(Dataset entries)
________
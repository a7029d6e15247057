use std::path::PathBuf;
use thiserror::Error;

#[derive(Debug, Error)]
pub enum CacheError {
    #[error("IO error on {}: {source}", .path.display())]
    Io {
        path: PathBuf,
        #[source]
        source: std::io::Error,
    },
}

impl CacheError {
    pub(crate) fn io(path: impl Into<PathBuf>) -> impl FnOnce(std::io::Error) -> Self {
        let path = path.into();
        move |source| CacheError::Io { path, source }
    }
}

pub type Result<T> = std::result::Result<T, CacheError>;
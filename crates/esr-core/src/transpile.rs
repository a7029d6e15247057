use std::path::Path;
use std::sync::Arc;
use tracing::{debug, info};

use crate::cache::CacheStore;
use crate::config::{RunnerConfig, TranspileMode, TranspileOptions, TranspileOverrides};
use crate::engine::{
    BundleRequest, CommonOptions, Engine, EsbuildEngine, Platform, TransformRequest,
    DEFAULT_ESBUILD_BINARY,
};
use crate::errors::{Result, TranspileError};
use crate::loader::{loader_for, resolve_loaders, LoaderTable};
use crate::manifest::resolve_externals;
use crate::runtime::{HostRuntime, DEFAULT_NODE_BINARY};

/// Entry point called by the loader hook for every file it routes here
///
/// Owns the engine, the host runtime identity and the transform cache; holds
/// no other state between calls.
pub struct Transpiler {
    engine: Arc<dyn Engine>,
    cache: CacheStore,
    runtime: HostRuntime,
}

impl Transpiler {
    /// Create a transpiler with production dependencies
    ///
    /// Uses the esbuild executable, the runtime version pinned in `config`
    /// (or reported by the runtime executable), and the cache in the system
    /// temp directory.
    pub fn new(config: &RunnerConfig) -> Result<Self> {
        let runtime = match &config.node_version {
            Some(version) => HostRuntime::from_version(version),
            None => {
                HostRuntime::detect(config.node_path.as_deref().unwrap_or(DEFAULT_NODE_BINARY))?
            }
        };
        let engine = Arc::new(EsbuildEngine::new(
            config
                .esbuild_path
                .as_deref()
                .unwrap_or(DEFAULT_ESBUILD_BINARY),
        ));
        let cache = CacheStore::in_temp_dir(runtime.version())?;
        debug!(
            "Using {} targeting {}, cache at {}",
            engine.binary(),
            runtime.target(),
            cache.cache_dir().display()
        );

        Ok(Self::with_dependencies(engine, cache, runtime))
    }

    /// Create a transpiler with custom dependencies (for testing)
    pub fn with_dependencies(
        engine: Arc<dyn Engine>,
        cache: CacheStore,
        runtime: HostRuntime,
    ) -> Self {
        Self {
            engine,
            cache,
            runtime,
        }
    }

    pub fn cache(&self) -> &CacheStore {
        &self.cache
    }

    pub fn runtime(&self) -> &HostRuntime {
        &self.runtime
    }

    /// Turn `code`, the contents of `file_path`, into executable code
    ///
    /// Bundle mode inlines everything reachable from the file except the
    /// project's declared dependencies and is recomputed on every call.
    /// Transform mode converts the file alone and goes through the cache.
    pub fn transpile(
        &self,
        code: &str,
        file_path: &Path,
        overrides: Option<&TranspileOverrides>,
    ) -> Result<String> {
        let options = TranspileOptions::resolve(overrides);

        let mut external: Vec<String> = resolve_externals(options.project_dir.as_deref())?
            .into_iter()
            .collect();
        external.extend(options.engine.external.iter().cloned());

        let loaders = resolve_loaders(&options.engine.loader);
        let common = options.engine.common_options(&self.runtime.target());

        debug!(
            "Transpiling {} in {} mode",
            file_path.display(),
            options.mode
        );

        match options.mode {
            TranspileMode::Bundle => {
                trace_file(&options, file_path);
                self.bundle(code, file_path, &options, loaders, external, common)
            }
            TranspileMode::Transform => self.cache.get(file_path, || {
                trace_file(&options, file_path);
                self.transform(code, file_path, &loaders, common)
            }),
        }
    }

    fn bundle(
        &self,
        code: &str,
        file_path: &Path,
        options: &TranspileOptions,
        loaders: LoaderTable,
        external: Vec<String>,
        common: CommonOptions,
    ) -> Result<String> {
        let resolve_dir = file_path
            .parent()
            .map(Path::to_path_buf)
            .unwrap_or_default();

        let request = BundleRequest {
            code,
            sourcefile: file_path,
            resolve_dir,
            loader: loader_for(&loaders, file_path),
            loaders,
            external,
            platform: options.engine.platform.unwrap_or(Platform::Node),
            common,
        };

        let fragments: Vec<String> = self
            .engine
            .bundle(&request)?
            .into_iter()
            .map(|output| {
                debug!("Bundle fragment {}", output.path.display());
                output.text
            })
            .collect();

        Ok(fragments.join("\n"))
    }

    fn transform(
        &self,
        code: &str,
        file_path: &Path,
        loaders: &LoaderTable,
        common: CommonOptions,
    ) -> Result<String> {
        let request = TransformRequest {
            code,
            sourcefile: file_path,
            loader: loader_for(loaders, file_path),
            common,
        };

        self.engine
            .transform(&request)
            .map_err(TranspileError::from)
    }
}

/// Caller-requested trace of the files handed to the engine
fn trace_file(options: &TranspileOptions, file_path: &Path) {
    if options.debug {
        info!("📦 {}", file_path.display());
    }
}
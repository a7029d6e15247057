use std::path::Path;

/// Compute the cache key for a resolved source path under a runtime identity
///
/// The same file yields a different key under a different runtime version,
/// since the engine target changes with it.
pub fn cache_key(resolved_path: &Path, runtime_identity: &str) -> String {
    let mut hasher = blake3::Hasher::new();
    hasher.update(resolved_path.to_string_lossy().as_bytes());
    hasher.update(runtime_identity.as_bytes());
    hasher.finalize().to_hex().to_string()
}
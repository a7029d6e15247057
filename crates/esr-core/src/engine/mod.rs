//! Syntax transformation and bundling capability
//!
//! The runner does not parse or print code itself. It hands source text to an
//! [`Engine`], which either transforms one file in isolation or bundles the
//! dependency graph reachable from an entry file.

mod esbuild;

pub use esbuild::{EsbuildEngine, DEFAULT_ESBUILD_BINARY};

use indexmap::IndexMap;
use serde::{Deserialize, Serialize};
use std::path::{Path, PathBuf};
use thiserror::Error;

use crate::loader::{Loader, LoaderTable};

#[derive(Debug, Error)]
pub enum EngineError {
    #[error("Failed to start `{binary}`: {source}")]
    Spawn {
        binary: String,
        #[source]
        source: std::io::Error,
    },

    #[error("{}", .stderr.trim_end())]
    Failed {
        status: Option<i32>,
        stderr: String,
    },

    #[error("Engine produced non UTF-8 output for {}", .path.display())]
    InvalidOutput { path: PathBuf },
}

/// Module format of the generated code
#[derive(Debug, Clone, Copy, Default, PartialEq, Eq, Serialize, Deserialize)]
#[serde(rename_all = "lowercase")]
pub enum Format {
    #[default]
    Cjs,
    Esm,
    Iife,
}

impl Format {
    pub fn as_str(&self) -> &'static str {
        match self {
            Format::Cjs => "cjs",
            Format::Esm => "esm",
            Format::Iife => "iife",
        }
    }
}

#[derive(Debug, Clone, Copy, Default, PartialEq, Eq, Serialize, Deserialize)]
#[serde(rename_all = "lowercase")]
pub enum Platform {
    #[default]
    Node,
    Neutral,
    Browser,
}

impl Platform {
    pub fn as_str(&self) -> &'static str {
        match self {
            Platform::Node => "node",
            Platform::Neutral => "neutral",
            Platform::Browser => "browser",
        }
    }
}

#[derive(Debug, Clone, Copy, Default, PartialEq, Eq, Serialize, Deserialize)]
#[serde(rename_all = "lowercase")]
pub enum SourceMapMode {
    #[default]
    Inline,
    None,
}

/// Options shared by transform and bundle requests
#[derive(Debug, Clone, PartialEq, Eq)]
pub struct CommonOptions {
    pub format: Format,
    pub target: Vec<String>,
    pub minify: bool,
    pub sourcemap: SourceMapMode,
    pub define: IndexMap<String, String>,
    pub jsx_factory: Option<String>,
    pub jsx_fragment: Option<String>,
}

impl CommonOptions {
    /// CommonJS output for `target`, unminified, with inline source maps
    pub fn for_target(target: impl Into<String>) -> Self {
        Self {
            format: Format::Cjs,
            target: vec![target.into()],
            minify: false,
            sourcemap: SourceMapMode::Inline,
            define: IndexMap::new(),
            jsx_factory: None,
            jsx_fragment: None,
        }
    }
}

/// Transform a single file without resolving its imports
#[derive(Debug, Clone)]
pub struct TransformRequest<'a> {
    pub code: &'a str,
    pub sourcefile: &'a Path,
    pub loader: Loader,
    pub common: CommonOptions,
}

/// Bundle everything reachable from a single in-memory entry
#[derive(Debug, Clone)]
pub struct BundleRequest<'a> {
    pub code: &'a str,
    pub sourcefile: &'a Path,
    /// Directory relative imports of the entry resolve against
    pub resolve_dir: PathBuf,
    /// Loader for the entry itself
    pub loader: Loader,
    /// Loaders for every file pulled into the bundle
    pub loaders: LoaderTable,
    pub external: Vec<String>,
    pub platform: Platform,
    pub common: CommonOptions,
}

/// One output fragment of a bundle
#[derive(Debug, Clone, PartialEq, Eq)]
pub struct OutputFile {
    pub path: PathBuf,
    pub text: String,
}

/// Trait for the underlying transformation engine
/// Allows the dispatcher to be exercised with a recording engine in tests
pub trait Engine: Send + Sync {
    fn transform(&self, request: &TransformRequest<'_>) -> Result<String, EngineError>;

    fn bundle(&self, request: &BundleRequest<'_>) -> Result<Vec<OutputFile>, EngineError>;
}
________
GOAL OF THE EXERCISE
Among the lines of the data, find every one that holds "text" and copy it.

ANSWER SPACE
                output.text
//! The runner does not parse or print code itself. It hands source text to an
    pub text: String,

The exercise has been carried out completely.